▶ **Task prompt**
"filename" appears in how many lines of the entries? State only the number.

★ ★ ★ ★ ★ ★ ★

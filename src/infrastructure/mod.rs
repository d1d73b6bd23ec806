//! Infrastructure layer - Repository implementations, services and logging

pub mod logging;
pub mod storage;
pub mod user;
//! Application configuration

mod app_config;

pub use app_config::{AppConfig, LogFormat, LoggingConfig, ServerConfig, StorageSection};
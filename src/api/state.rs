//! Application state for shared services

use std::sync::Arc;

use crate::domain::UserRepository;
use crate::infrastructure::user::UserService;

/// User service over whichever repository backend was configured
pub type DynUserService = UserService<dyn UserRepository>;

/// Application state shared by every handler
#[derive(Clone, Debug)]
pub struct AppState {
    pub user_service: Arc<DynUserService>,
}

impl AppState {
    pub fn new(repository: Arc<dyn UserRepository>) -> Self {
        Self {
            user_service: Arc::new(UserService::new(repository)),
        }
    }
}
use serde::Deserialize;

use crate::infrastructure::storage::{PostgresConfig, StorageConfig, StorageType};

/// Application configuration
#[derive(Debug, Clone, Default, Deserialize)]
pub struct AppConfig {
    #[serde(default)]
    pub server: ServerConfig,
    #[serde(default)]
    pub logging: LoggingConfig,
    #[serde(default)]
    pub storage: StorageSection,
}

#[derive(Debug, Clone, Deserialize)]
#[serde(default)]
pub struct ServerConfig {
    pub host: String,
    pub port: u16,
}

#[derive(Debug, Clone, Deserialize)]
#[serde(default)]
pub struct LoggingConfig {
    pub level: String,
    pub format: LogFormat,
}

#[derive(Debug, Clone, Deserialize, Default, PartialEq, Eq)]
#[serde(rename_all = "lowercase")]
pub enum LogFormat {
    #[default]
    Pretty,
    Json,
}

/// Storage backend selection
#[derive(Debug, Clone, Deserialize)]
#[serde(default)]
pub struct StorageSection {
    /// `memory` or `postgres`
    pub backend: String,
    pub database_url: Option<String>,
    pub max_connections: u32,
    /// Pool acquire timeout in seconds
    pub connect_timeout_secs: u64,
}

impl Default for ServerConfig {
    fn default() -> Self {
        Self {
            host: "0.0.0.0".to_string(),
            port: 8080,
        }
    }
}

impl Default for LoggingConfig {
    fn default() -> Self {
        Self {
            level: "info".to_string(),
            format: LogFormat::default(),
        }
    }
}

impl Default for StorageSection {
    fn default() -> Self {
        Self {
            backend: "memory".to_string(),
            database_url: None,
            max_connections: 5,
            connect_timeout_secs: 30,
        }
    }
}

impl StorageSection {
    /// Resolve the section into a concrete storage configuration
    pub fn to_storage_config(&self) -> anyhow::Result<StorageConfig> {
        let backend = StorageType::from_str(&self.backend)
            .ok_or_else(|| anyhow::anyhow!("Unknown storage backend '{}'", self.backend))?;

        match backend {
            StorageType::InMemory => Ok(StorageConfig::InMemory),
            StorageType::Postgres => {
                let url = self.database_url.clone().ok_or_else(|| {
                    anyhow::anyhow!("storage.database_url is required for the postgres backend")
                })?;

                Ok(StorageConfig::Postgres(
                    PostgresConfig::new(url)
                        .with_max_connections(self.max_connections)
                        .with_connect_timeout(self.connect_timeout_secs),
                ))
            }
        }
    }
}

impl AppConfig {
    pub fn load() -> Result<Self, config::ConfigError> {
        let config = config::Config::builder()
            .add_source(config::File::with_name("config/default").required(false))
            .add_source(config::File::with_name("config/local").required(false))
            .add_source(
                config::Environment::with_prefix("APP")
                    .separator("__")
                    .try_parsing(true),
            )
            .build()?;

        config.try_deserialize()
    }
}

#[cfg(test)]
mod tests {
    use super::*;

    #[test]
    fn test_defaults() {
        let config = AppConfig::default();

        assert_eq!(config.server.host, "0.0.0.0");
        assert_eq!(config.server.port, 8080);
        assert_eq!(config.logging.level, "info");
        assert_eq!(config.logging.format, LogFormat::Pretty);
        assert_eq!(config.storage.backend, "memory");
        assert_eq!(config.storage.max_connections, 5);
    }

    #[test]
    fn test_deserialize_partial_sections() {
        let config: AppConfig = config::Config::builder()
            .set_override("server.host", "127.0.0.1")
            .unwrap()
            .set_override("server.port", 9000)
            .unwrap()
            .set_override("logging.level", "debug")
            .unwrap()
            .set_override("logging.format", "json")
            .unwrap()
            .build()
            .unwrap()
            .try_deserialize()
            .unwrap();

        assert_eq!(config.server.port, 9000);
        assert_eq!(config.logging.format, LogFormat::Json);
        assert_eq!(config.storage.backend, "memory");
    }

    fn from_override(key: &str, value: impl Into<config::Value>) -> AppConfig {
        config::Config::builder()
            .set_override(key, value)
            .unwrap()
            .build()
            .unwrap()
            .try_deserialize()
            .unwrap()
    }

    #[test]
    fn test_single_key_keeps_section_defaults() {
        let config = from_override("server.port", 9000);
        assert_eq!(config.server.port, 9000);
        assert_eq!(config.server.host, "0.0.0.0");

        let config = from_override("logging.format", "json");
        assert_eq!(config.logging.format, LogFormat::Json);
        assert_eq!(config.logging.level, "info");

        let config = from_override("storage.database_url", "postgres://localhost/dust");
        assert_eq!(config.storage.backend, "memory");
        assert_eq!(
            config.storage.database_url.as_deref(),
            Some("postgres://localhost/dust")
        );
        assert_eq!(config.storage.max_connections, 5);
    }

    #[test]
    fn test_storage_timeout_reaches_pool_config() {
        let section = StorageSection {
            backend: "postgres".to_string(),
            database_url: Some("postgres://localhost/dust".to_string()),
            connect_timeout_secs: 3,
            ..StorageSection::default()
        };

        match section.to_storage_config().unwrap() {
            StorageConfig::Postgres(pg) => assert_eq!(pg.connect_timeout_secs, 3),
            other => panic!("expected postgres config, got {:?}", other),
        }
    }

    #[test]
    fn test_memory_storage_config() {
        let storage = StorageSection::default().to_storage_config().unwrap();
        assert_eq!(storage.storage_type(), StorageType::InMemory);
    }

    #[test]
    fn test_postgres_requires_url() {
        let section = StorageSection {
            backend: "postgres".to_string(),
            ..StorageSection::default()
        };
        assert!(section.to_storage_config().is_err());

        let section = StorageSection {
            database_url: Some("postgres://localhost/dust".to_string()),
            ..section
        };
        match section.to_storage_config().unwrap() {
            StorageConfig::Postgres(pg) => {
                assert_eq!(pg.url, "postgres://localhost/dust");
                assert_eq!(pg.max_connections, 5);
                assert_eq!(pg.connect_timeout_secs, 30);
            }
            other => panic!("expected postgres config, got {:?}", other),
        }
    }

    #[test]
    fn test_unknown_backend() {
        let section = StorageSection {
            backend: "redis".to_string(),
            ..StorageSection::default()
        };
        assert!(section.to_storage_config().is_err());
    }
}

★ ★ ★ ★ ★ ★ ★

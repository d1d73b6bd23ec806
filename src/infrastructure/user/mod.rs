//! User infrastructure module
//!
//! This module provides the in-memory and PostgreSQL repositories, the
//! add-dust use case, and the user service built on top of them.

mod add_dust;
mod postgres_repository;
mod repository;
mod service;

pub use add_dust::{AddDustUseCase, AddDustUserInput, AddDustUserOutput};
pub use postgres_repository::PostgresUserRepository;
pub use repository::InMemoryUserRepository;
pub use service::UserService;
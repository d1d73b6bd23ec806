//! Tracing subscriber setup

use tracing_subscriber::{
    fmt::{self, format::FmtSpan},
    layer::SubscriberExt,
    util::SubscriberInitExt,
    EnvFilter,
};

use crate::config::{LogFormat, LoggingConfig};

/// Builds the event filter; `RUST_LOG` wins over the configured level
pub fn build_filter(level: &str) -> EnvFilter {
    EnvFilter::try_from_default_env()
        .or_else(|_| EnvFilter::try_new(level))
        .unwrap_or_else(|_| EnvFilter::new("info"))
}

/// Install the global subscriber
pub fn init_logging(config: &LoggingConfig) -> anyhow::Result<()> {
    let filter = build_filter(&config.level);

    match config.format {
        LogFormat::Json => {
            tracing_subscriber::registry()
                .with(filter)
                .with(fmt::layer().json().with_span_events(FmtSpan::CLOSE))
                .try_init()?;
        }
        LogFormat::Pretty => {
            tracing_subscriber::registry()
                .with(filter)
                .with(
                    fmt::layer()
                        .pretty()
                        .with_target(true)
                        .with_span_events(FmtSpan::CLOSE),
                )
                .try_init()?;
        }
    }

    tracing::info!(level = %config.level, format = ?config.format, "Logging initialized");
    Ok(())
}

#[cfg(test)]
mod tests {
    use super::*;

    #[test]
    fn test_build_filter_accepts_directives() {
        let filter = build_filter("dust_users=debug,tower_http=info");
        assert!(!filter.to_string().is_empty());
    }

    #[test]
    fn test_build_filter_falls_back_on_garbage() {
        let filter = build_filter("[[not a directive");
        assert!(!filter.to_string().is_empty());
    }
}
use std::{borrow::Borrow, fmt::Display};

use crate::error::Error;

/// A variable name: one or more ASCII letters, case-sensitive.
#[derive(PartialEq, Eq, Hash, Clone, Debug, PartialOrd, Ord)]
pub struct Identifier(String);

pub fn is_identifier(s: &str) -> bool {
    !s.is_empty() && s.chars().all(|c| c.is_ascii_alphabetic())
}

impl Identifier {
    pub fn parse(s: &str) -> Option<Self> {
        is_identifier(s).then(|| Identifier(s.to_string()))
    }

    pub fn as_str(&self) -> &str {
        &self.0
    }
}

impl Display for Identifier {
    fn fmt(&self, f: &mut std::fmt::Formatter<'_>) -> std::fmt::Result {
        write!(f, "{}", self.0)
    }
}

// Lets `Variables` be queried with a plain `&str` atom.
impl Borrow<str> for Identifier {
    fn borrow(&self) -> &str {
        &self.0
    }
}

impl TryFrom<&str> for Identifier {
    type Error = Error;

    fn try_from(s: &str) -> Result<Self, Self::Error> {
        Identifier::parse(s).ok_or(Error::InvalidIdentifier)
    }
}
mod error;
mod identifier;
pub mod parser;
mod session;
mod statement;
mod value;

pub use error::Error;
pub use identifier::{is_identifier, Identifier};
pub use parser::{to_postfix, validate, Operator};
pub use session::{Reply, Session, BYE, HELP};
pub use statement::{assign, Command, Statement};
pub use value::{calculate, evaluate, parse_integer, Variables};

★ ★ ★ ★ ★ ★ ★

▶ **Response**
3